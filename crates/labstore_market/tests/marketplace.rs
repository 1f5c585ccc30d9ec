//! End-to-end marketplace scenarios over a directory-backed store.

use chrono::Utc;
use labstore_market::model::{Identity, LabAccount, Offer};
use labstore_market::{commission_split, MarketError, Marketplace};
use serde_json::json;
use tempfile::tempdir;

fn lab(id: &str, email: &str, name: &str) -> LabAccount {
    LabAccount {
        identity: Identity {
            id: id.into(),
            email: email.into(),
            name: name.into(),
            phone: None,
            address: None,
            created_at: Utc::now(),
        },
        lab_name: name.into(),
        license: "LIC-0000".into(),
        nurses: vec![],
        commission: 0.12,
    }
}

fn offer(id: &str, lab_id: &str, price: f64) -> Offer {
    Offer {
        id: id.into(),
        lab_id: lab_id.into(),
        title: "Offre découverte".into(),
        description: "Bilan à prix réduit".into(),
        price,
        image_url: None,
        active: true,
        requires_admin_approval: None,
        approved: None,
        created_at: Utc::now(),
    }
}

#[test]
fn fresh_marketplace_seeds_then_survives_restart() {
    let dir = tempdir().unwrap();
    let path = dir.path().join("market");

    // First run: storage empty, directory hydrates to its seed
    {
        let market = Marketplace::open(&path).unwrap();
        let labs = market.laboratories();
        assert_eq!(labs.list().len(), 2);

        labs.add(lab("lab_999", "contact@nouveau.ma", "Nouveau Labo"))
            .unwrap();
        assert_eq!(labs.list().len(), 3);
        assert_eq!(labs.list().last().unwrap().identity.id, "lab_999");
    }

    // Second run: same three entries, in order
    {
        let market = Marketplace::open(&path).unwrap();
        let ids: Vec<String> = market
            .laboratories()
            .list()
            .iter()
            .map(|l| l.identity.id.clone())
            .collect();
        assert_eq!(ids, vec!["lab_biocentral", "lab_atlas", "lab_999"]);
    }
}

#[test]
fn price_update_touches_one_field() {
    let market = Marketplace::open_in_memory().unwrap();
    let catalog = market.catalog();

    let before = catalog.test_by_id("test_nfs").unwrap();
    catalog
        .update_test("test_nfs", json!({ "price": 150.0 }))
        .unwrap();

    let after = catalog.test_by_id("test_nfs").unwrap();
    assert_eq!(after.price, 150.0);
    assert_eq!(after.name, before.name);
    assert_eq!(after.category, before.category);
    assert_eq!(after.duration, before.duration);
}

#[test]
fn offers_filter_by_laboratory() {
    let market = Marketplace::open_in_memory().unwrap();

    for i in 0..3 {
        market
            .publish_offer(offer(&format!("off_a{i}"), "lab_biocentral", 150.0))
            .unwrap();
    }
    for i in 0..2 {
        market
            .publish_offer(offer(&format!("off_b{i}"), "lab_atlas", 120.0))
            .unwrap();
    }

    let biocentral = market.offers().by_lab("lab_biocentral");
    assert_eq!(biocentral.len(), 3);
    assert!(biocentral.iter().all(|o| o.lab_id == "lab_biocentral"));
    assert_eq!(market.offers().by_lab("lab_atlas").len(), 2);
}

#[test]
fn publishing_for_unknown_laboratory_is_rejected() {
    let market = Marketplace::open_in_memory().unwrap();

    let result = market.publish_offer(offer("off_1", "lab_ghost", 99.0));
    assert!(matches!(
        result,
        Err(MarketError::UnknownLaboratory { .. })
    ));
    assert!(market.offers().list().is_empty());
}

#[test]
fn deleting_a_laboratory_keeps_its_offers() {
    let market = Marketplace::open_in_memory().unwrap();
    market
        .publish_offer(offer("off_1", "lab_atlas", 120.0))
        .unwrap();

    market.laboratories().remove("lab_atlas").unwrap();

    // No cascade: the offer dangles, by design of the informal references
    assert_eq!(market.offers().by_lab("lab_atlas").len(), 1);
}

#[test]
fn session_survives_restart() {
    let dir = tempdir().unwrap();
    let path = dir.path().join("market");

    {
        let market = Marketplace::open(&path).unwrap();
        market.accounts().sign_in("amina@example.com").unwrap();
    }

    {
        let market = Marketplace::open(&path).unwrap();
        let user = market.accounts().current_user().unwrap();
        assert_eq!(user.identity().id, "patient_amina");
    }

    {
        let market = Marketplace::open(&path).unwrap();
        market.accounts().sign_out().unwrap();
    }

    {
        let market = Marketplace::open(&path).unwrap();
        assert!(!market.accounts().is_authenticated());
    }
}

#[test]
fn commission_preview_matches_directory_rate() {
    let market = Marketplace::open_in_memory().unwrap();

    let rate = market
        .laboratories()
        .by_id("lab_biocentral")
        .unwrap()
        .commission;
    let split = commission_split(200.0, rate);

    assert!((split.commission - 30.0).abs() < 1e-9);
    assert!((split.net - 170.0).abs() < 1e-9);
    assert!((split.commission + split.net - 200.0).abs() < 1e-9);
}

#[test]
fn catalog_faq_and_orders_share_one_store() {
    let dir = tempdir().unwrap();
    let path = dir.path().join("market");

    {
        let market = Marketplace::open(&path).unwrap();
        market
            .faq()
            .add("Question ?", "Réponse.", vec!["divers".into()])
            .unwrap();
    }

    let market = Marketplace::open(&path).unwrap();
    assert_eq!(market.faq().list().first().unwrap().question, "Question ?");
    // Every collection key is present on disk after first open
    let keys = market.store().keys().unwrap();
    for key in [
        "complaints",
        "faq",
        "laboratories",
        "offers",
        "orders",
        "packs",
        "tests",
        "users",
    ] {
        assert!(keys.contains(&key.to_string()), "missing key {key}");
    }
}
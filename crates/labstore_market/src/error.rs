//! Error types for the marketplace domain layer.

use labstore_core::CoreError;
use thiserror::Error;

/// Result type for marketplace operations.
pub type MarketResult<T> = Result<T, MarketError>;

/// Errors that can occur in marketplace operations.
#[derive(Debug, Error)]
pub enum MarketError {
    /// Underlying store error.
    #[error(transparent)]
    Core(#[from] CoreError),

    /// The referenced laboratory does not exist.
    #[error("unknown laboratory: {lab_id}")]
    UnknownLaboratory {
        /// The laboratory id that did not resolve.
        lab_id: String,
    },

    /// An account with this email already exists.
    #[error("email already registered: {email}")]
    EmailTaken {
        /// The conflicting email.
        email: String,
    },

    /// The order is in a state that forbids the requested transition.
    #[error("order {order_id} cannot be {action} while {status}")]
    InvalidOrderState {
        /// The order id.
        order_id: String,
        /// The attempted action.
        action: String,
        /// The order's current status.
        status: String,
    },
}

Activity: Which lines in the records above hold the string "iter"? Copy each of them.

Task output:
            .iter()
    assert!(biocentral.iter().all(|o| o.lab_id == "lab_biocentral"));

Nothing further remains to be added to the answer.